Silicone is very slippery. The oil should not stick to it any more than a metal spatula and hot water would rinse it off. And they are typically rated to 500F, so no worries there either.


----------



## Andy M. (Dec 3, 2013)

Use the silicone.  You won't have a problem.  It's the only kind of spat you should use in a hot pan.  Save the others for scraping batter out of bowls.


----------



## GotGarlic (Dec 3, 2013)

I use wooden spatulas in hot pans.


----------



## cara (Dec 3, 2013)

so do I


----------



## salt and pepper (Dec 3, 2013)

The only thing I watch out for is if they have a wooded handle, you must pull it apart to clean it. You'll be surprised how much unwanted gunk develops. It is a bacteria nest!
   All wood should be bleached clean and dried immediately to prevent warping and swelling.


----------



## Andy M. (Dec 3, 2013)

I found one piece all silicone spats and bought three.  That joint where the blade meets the handle is a problem area so I'm happy I don't have to deal with it.

Looks like this:


----------



## taxlady (Dec 3, 2013)

Andy M. said:


> I found one piece all silicone spats and bought three.  That joint where the blade meets the handle is a problem area so I'm happy I don't have to deal with it.
> 
> Looks like this:


Cool. I'll have to look for those. I really like silicone spatulas. If you don't clean grease off of them immediately, they don't start to dissolve like rubber does.


----------



## MrsLMB (Dec 3, 2013)

Andy M. said:


> I found one piece all silicone spats and bought three. That joint where the blade meets the handle is a problem area so I'm happy I don't have to deal with it.
> 
> Looks like this:


 
I love this ... never thought to search one out.

How are tha handles Andy .. are they fairly rigid?  Like stirring or mixing heavy things - will they flex ?


----------



## Andy M. (Dec 3, 2013)

MrsLMB said:


> I love this ... never thought to search one out.
> 
> How are tha handles Andy .. are they fairly rigid?  Like stirring or mixing heavy things - will they flex ?




Rigid, no flex.   I found them in one of the kitchen stores in a premium outlet mall in MA. e.g. Kitchen Collection or Corningware Corelle & More.


----------



## MrsLMB (Dec 3, 2013)

Thanks for the info Andy .. very much appreciated !


----------



## RPCookin (Dec 4, 2013)

I have what I think was called a "Spoontula" in the original packaging, combo silicone spoon and spatula, and one large and one small silicone spatula.  Use them a lot.


----------



## Dirk101 (Dec 4, 2013)

Thank you for the replies everyone. I have actually been looking for any kind of rigid spatula for an unusually long time, but have been unable to find any good enough until now. Wooden ones always felt like they weren't properly treated, as if splinters were going to come out after first use.
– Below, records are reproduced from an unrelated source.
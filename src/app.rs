// src/app.rs
//! Router composition shared by the server binary and the API tests

use axum::{
    extract::{DefaultBodyLimit, Extension},
    http::{header, HeaderName, HeaderValue, Method},
    middleware,
    response::Json,
    routing::get,
    Router,
};
use serde::Serialize;
use std::sync::Arc;
use tower_http::{
    cors::{Any, CorsLayer},
    trace::TraceLayer,
};

use crate::candidates::candidates_routes;
use crate::common::AppState;
use crate::jobs::jobs_routes;
use crate::logging_middleware;
use crate::matching::matching_routes;

/// Multipart framing on top of the largest accepted file
const BODY_LIMIT_OVERHEAD: usize = 64 * 1024;

#[derive(Serialize, Debug)]
pub struct HealthResponse {
    pub status: &'static str,
    pub embedding_model: String,
    pub embedding_dimension: usize,
    pub llm_model: String,
}

/// GET /health
pub async fn health(Extension(state): Extension<Arc<AppState>>) -> Json<HealthResponse> {
    Json(HealthResponse {
        status: "ok",
        embedding_model: state.embedder.model_name().to_string(),
        embedding_dimension: state.embedder.dimension(),
        llm_model: state.evaluator.model_name().to_string(),
    })
}

fn cors_layer(origins: &[String]) -> CorsLayer {
    let layer = CorsLayer::new()
        .allow_methods([Method::GET, Method::POST, Method::OPTIONS])
        .allow_headers([
            header::CONTENT_TYPE,
            header::AUTHORIZATION,
            HeaderName::from_static("x-request-id"),
        ]);

    if origins.iter().any(|o| o == "*") {
        return layer.allow_origin(Any);
    }

    let origins: Vec<HeaderValue> = origins
        .iter()
        .filter_map(|origin| origin.parse().ok())
        .collect();
    layer.allow_origin(origins).allow_credentials(true)
}

pub fn build_router(state: Arc<AppState>) -> Router {
    let body_limit = state.config.max_upload_bytes + BODY_LIMIT_OVERHEAD;
    let cors = cors_layer(&state.config.cors_origins);

    Router::new()
        .route("/health", get(health))
        // ====================================================================
        // CANDIDATE ROUTES (Resume upload and listing)
        // ====================================================================
        .merge(candidates_routes())
        // ====================================================================
        // JOB ROUTES (Create, list, extract)
        // ====================================================================
        .merge(jobs_routes())
        // ====================================================================
        // MATCHING ROUTES (Single evaluation, ranking, stored results)
        // ====================================================================
        .merge(matching_routes())
        // ====================================================================
        // MIDDLEWARE AND LAYERS
        // ====================================================================
        .layer(middleware::from_fn(logging_middleware::log_request_response))
        .layer(DefaultBodyLimit::max(body_limit))
        .layer(Extension(state))
        .layer(cors)
        .layer(TraceLayer::new_for_http())
}

#[cfg(test)]
pub mod test_support {
    use super::*;
    use axum::{
        body::{to_bytes, Body},
        http::{Request, StatusCode},
    };
    use serde_json::Value;
    use tower::ServiceExt;

    use crate::common::migrations::test_pool;
    use crate::common::AppConfig;
    use crate::services::embedding::HashingEmbedder;
    use crate::services::llm::test_support::{StubChat, VALID_REPLY};
    use crate::services::llm::LlmEvaluator;

    pub const BOUNDARY: &str = "matcher-test-boundary";

    pub struct TestApp {
        pub router: Router,
        pub state: Arc<AppState>,
        pub chat: Arc<StubChat>,
        _dir: tempfile::TempDir,
    }

    impl TestApp {
        pub async fn new() -> Self {
            Self::with_chat(StubChat::replying(VALID_REPLY)).await
        }

        pub async fn with_chat(chat: StubChat) -> Self {
            let dir = tempfile::tempdir().unwrap();
            let config = AppConfig::for_tests(dir.path().to_path_buf());
            std::fs::create_dir_all(&config.resumes_dir).unwrap();

            let chat = Arc::new(chat);
            let state = Arc::new(AppState::new(
                test_pool().await,
                config,
                Arc::new(HashingEmbedder::new(1024)),
                Arc::new(LlmEvaluator::new(chat.clone())),
            ));

            TestApp {
                router: build_router(state.clone()),
                state,
                chat,
                _dir: dir,
            }
        }

        pub async fn send(&self, request: Request<Body>) -> (StatusCode, Value) {
            let response = self.router.clone().oneshot(request).await.unwrap();
            let status = response.status();
            let bytes = to_bytes(response.into_body(), usize::MAX).await.unwrap();
            let body = if bytes.is_empty() {
                Value::Null
            } else {
                serde_json::from_slice(&bytes).unwrap()
            };
            (status, body)
        }

        pub async fn get(&self, uri: &str) -> (StatusCode, Value) {
            self.send(Request::get(uri).body(Body::empty()).unwrap()).await
        }

        pub async fn post_json(&self, uri: &str, body: Value) -> (StatusCode, Value) {
            self.send(
                Request::post(uri)
                    .header(header::CONTENT_TYPE, "application/json")
                    .body(Body::from(body.to_string()))
                    .unwrap(),
            )
            .await
        }

        pub async fn post_multipart(&self, uri: &str, parts: Vec<Part<'_>>) -> (StatusCode, Value) {
            self.send(
                Request::post(uri)
                    .header(
                        header::CONTENT_TYPE,
                        format!("multipart/form-data; boundary={}", BOUNDARY),
                    )
                    .body(Body::from(multipart_body(&parts)))
                    .unwrap(),
            )
            .await
        }
    }

    pub enum Part<'a> {
        Text(&'a str, &'a str),
        File {
            field: &'a str,
            filename: &'a str,
            content: &'a [u8],
        },
    }

    pub fn multipart_body(parts: &[Part]) -> Vec<u8> {
        let mut body = Vec::new();
        for part in parts {
            body.extend_from_slice(format!("--{}\r\n", BOUNDARY).as_bytes());
            match part {
                Part::Text(name, value) => {
                    body.extend_from_slice(
                        format!("Content-Disposition: form-data; name=\"{}\"\r\n\r\n", name)
                            .as_bytes(),
                    );
                    body.extend_from_slice(value.as_bytes());
                }
                Part::File {
                    field,
                    filename,
                    content,
                } => {
                    body.extend_from_slice(
                        format!(
                            "Content-Disposition: form-data; name=\"{}\"; filename=\"{}\"\r\n\
                             Content-Type: application/octet-stream\r\n\r\n",
                            field, filename
                        )
                        .as_bytes(),
                    );
                    body.extend_from_slice(content);
                }
            }
            body.extend_from_slice(b"\r\n");
        }
        body.extend_from_slice(format!("--{}--\r\n", BOUNDARY).as_bytes());
        body
    }

    pub const PYTHON_RESUME: &str = "Jane Doe\n\
        jane.doe@example.com | +1 555 123 4567\n\
        Senior Python developer with 6 years of experience building REST APIs.\n\
        Skills: Python, Django, FastAPI, PostgreSQL, Docker, AWS, SQL\n\
        Education: B.Sc. in Computer Science\n";

    pub const PAINTER_RESUME: &str = "Marco Rossi\n\
        marco.rossi@example.com\n\
        Oil painter and gallery curator. Watercolour landscapes, portraits,\n\
        framing, canvas restoration and exhibition planning for museums.\n";

    pub const PYTHON_JD: &str = "Senior Python Developer\n\
        We build REST APIs for logistics customers.\n\
        Requirements:\n\
        - 5+ years of Python\n\
        - Django or FastAPI\n\
        - PostgreSQL and SQL\n\
        Nice to have:\n\
        - Docker\n\
        - AWS\n";
}

#[cfg(test)]
mod tests {
    use super::test_support::TestApp;
    use axum::http::StatusCode;

    #[tokio::test]
    async fn test_health_reports_models() {
        let app = TestApp::new().await;
        let (status, body) = app.get("/health").await;

        assert_eq!(status, StatusCode::OK);
        assert_eq!(body["status"], "ok");
        assert_eq!(body["embedding_model"], "hash-1024");
        assert_eq!(body["embedding_dimension"], 1024);
        assert_eq!(body["llm_model"], "stub-model");
    }

    #[tokio::test]
    async fn test_unknown_route_is_404() {
        let app = TestApp::new().await;
        let (status, _) = app.get("/nope").await;
        assert_eq!(status, StatusCode::NOT_FOUND);
    }
}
And I've found the silicone top and wooden handle variety, but aside from the cleaning downside of all utensils made of removable parts, all of them had a flexible top. Instead I have another whole silicone spatula with a flexible top, specifically because of ease of cleaning and maintenance.
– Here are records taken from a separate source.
// src/jobs/validators.rs

use super::models::*;
use crate::common::validation::validate_string_list;
use crate::common::{ValidationResult, Validator};

// ============================================================================
// Job Validators
// ============================================================================

pub const MAX_TITLE_LENGTH: usize = 255;
pub const MAX_JD_TEXT_LENGTH: usize = 50_000;
pub const MAX_SKILLS: usize = 50;
pub const MAX_SKILL_LENGTH: usize = 100;

pub struct JobValidator;

impl Validator<CreateJob> for JobValidator {
    fn validate(&self, data: &CreateJob) -> ValidationResult {
        let mut result = ValidationResult::new();

        // Validate title
        if data.title.trim().is_empty() {
            result.add_error("title", "Job title is required");
        } else if data.title.chars().count() > MAX_TITLE_LENGTH {
            result.add_error(
                "title",
                &format!("Job title must be at most {} characters", MAX_TITLE_LENGTH),
            );
        }

        // Validate description
        if data.jd_text.trim().is_empty() {
            result.add_error("jd_text", "jd_text cannot be empty");
        } else if data.jd_text.chars().count() > MAX_JD_TEXT_LENGTH {
            result.add_error(
                "jd_text",
                &format!("jd_text must be at most {} characters", MAX_JD_TEXT_LENGTH),
            );
        }

        validate_string_list(
            &mut result,
            "required_skills",
            &data.required_skills,
            MAX_SKILLS,
            MAX_SKILL_LENGTH,
        );
        validate_string_list(
            &mut result,
            "nice_to_have_skills",
            &data.nice_to_have_skills,
            MAX_SKILLS,
            MAX_SKILL_LENGTH,
        );

        result
    }
}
And Cara, I really appreciate your interest, but I feel more comfortable currently keeping such things for myself, and it is by no means personal .


----------



## GotGarlic (Dec 5, 2013)

Dirk101 said:


> Thank you for the replies everyone. I have actually been looking for any kind of rigid spatula for an unusually long time, but have been unable to find any good enough until now. Wooden ones always felt like they weren't properly treated, as if splinters were going to come out after first use.
> 
> And I've found the silicone top and wooden handle variety, but aside from the cleaning downside of all utensils made of removable parts, all of them had a flexible top. Instead I have another whole silicone spatula with a flexible top, specifically because of ease of cleaning and maintenance.
> 
> And Cara, I really appreciate your interest, but I feel more comfortable currently keeping such things for myself, and it is by no means personal .



I've been using my wooden utensil set since I got it for a wedding present, with my wok, over 29 years ago. The most-used item is a little rough at the spot where the spatula meets the handle, but any bits of wood that might fall off are just extra fiber  

Take a look at bamboo utensils. I have those, too - someone gave them to me for Christmas once. They're much smoother than the old wood ones, but the handle doesn't fit my hand well, so it's not my go-to tool.


----------



## Dirk101 (Dec 5, 2013)

I think I found a set of bamboo utensils once, but I can't remember what I thought of them. If I didn't buy them I'm inclined to think that set didn't make a good impression. But I'm still keeping an eye out for any kind of wooden utensils.


----------



## GotGarlic (Dec 5, 2013)

Dirk101 said:


> I think I found a set of bamboo utensils once, but I can't remember what I thought of them. If I didn't buy them I'm inclined to think that set didn't make a good impression. But I'm still keeping an eye out for any kind of wooden utensils.



Just like knives, it's important that they feel comfortable in your hand. If they're not shaped right, they can be unpleasant to use. So don't be afraid to pick them up and pretend you're sauteeing or stirring something, to get a feel for them. It might look funny, but so what? You have to live with them!


----------



## Dirk101 (Dec 6, 2013)

I hadn't considered it before, that's a very good advice. I'll keep it in mind.


----------